Historically, several approaches to antibiotic prescribing have been employed to address antimicrobial resistance. One approach is to use a newer more potent antimicrobial in settings where resistance has emerged to an older agent. However, if newer agents are overused or used inappropriately, resistance will invariably develop to the newer drug. For example, since the late 1980s and early 1990s, ceftazidime, a third-generation cephalosporin, has been widely used against gram-negative pathogens, including Pseudomonas. However, indiscriminate use led to decreased activity against gram-negative infections and may have contributed to emergence of potent broad-spectrum [beta]-lactamases among Enterobacter, Citrobacter, Klebsiella, and other gram-negative species (4-7). Another approach to combating resistance is to continue using older agents as first-line choices, in preference to newer, more potent drags, in an effort to preserve the activity of the new drugs. The newer agents are reserved for infections caused by mutated multiresistant strains. However, as resistance continues to increase to the first-line agents, poor outcomes and secondary costs associated with clinical failures increase. By withholding the more potent agents for selected cases, these agents are increasingly compromised by the emergence of mutants selected by the less potent compounds.
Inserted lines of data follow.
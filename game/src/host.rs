/// Pages the maze can ask the router to show.
#[derive(Clone, Copy, Debug, PartialEq, Eq)]
pub(crate) enum Page {
    NotFound,
    Home,
}

/// Services the maze calls out to. The application shell implements them.
pub(crate) trait Host {
    /// Records that the maze `maze_id` was solved. Returns false if the record
    /// could not be kept; the maze then stays on the page.
    fn achievement(&mut self, maze_id: &str) -> bool;

    /// Fire-and-forget request to switch pages.
    fn navigate_to(&mut self, page: Page);

    /// Coarse pointer in landscape orientation, i.e. a phone held sideways.
    fn is_coarse_landscape(&self) -> bool;
}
An approach designed to reduce the rate at which antibiotic resistance develops is antibiotic cycling or rotation. It has been used with some success in intensive-care units (ICUs), where one class of agent has been predominantly used for a predefined period, usually 3 months, followed by use of another class for 3 months. Although not widely used, rotation has been used succesfully by Kollef et al. (8). A second approach is the use of combination therapy, whereby the additive or synergistic action of two or more drugs is exploited. Overall, resistance potential is theoretically minimized by this technique since these agents are typically from different antimicrobial classes, and different sites in the bacterial cell are targeted. Finally, a more focused approach of using the agents that demonstrate the best pharmacokinetic and pharmacodynamic profile against suspected pathogens might also reduce antimicrobial resistance. The objective of this approach is to predictably eradicate bacteria so that resistant clones are not selected.
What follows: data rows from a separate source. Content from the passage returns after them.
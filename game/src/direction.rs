use crate::position::PositionDelta;

#[derive(Clone, Copy, Debug, PartialEq, Eq, Hash)]
pub(crate) enum Dir4 {
    Up,
    Down,
    Left,
    Right,
}

impl Dir4 {
    /// Canonical ordering. The maze carver keeps a prefix of this list fixed.
    pub(crate) const ALL: [Dir4; 4] = [Dir4::Up, Dir4::Down, Dir4::Left, Dir4::Right];

    pub(crate) fn delta(self) -> PositionDelta {
        match self {
            Dir4::Up => PositionDelta::new(0, -1),
            Dir4::Down => PositionDelta::new(0, 1),
            Dir4::Left => PositionDelta::new(-1, 0),
            Dir4::Right => PositionDelta::new(1, 0),
        }
    }

    pub(crate) fn opposite(self) -> Dir4 {
        match self {
            Dir4::Up => Dir4::Down,
            Dir4::Down => Dir4::Up,
            Dir4::Left => Dir4::Right,
            Dir4::Right => Dir4::Left,
        }
    }

    pub(crate) fn is_horizontal(self) -> bool {
        match self {
            Dir4::Left | Dir4::Right => true,
            Dir4::Up | Dir4::Down => false,
        }
    }

    pub(crate) fn index(self) -> usize {
        match self {
            Dir4::Up => 0,
            Dir4::Down => 1,
            Dir4::Left => 2,
            Dir4::Right => 3,
        }
    }

    /// Single-letter code used by the CSV grid format.
    pub(crate) fn code(self) -> char {
        match self {
            Dir4::Up => 'u',
            Dir4::Down => 'd',
            Dir4::Left => 'l',
            Dir4::Right => 'r',
        }
    }
}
The fluoroquinolone class of antimicrobial agents is being used empirically in an increasing number of patients because resistance has developed to the more traditional empiric agents. Fluoroquinolones are active against a wide range of multiresistant pathogens since their mode of action is against different molecular targets than other antimicrobial classes (9). Moreover, mechanisms of resistance to fluoroquinolones, apart from two unusual exceptions (10,11), are unlike almost all other class resistance mechanisms, being neither plasmid nor integron mediated.